━━ Records ━━

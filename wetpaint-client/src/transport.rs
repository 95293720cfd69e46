//! Request description and HTTP dispatch

use crate::error::WetpaintError;
use std::fmt;

/// HTTP method of a service call
#[derive(Debug, Clone, Copy, PartialEq, Eq)]
pub enum HttpMethod {
    Get,
    Post,
}

impl fmt::Display for HttpMethod {
    fn fmt(&self, f: &mut fmt::Formatter<'_>) -> fmt::Result {
        match self {
            HttpMethod::Get => write!(f, "GET"),
            HttpMethod::Post => write!(f, "POST"),
        }
    }
}

/// A single service call described as plain data
///
/// Built fresh by each operation and consumed by the client's execution
/// pipeline. Parameters keep insertion order.
#[derive(Debug, Clone, PartialEq, Eq)]
pub struct CallRequest {
    pub method: HttpMethod,
    pub path: String,
    pub params: Vec<(String, String)>,
}

impl CallRequest {
    /// Start a GET call to `path`
    pub fn get(path: impl Into<String>) -> Self {
        Self::new(HttpMethod::Get, path)
    }

    /// Start a POST call to `path`
    pub fn post(path: impl Into<String>) -> Self {
        Self::new(HttpMethod::Post, path)
    }

    fn new(method: HttpMethod, path: impl Into<String>) -> Self {
        Self {
            method,
            path: path.into(),
            params: Vec::new(),
        }
    }

    /// Append a parameter
    pub fn param(mut self, name: impl Into<String>, value: impl Into<String>) -> Self {
        self.params.push((name.into(), value.into()));
        self
    }

    /// Append a parameter only when a value is present
    pub fn param_opt(self, name: impl Into<String>, value: Option<impl Into<String>>) -> Self {
        match value {
            Some(value) => self.param(name, value),
            None => self,
        }
    }

    /// Value of the first parameter called `name`
    pub fn get_param(&self, name: &str) -> Option<&str> {
        self.params
            .iter()
            .find(|(k, _)| k == name)
            .map(|(_, v)| v.as_str())
    }
}

/// Send `request` to `base_url` and return the raw response body
///
/// GET parameters travel in the query string, POST parameters in a
/// form-encoded body. The fully-qualified URL (with parameters) is logged at
/// debug level before dispatch. Status codes are not inspected; error pages
/// are left for the response parser to recognize.
pub(crate) fn send(
    client: &reqwest::blocking::Client,
    base_url: &reqwest::Url,
    request: &CallRequest,
) -> Result<String, WetpaintError> {
    let url = resolve(base_url, &request.path)?;

    let mut url_with_query = url.clone();
    if !request.params.is_empty() {
        url_with_query.query_pairs_mut().extend_pairs(&request.params);
    }
    tracing::debug!("Wetpaint: calling {} {}", request.method, url_with_query);

    let response = match request.method {
        HttpMethod::Get => client.get(url_with_query).send()?,
        HttpMethod::Post => client.post(url).form(&request.params).send()?,
    };

    // Decoding is lossy; the only failure left is reading the body
    Ok(response.text()?)
}

/// Resolve an absolute call path against the server URL
fn resolve(base_url: &reqwest::Url, path: &str) -> Result<reqwest::Url, WetpaintError> {
    let invalid = |reason: String| WetpaintError::InvalidPath {
        path: path.to_string(),
        reason,
    };
    if !path.starts_with('/') || path.starts_with("//") {
        return Err(invalid("expected a path starting with a single `/`".to_string()));
    }
    if path.contains(['?', '#']) {
        return Err(invalid("query and fragment belong in the parameters".to_string()));
    }
    base_url.join(path).map_err(|e| invalid(e.to_string()))
}
//! User session operations

use crate::client::WetpaintClient;
use crate::error::WetpaintError;
use crate::signing::login_signature;
use crate::transport::CallRequest;
use std::fmt;

const BASE_PATH: &str = "/UserService/";

/// Role a user is logged in with
#[derive(Debug, Clone, Copy, Default, PartialEq, Eq)]
pub enum Role {
    Moderator,
    #[default]
    Registered,
    Banned,
}

impl Role {
    /// Wire value of the role
    pub fn as_str(&self) -> &'static str {
        match self {
            Role::Moderator => "moderator",
            Role::Registered => "registered",
            Role::Banned => "banned",
        }
    }
}

impl fmt::Display for Role {
    fn fmt(&self, f: &mut fmt::Formatter<'_>) -> fmt::Result {
        f.write_str(self.as_str())
    }
}

/// Session ticket issued by [`UserService::login`]
///
/// Opaque to the client. The caller decides how long to keep it.
#[derive(Debug, Clone, PartialEq, Eq, Hash)]
pub struct UserToken(String);

impl UserToken {
    pub fn as_str(&self) -> &str {
        &self.0
    }

    pub fn into_inner(self) -> String {
        self.0
    }
}

impl From<String> for UserToken {
    fn from(ticket: String) -> Self {
        Self(ticket)
    }
}

impl From<&str> for UserToken {
    fn from(ticket: &str) -> Self {
        Self(ticket.to_string())
    }
}

impl fmt::Display for UserToken {
    fn fmt(&self, f: &mut fmt::Formatter<'_>) -> fmt::Result {
        f.write_str(&self.0)
    }
}

/// Login and logout calls
#[derive(Debug, Clone, Copy)]
pub struct UserService<'a> {
    client: &'a WetpaintClient,
}

impl<'a> UserService<'a> {
    pub(crate) fn new(client: &'a WetpaintClient) -> Self {
        Self { client }
    }

    /// Log a user in and return their session ticket
    ///
    /// The request is signed with the configured secret over the developer
    /// key, `user_id` and the current Unix timestamp.
    ///
    /// # Errors
    ///
    /// * `WetpaintError::Request` - Network error
    /// * `WetpaintError::Call` - The service rejected the login
    /// * `WetpaintError::MissingField` - The response carried no ticket
    pub fn login(
        &self,
        user_id: &str,
        email: &str,
        role: Role,
        email_opt_in: bool,
    ) -> Result<UserToken, WetpaintError> {
        let timestamp = chrono::Utc::now().timestamp();
        let request = self.build_login(user_id, email, role, email_opt_in, timestamp);

        let response = self.client.execute_call(request)?;
        let ticket = self.client.parser().extract_ticket(&response.document)?;
        Ok(UserToken(ticket))
    }

    pub(crate) fn build_login(
        &self,
        user_id: &str,
        email: &str,
        role: Role,
        email_opt_in: bool,
        timestamp: i64,
    ) -> CallRequest {
        let config = self.client.config();
        let signature =
            login_signature(config.secret(), config.developer_key(), user_id, timestamp);

        CallRequest::post(format!("{BASE_PATH}login.do"))
            .param("user.userId", user_id)
            .param("user.email", email)
            .param("user.role", role.as_str())
            .param("user.emailOptIn", email_opt_in.to_string())
            .param("cred.ts", timestamp.to_string())
            .param("cred.sig", signature)
            .param("output", "api")
    }

    /// End a session
    ///
    /// Best effort: a failure reported by the service is logged and
    /// discarded. Transport errors are still returned.
    pub fn logout(&self, token: &UserToken) -> Result<(), WetpaintError> {
        let request = CallRequest::post(format!("{BASE_PATH}logout.do"))
            .param("ticket", token.as_str())
            .param("output", "api");

        match self.client.execute_call(request) {
            Ok(_) => Ok(()),
            Err(WetpaintError::Call(err)) => {
                tracing::debug!("Wetpaint: ignoring logout failure: {}", err);
                Ok(())
            }
            Err(err) => Err(err),
        }
    }
}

━━━

_Task prompt_: Show every line above in which the word "keep" appears.

_Task response_:
/// pipeline. Parameters keep insertion order.
/// Opaque to the client. The caller decides how long to keep it.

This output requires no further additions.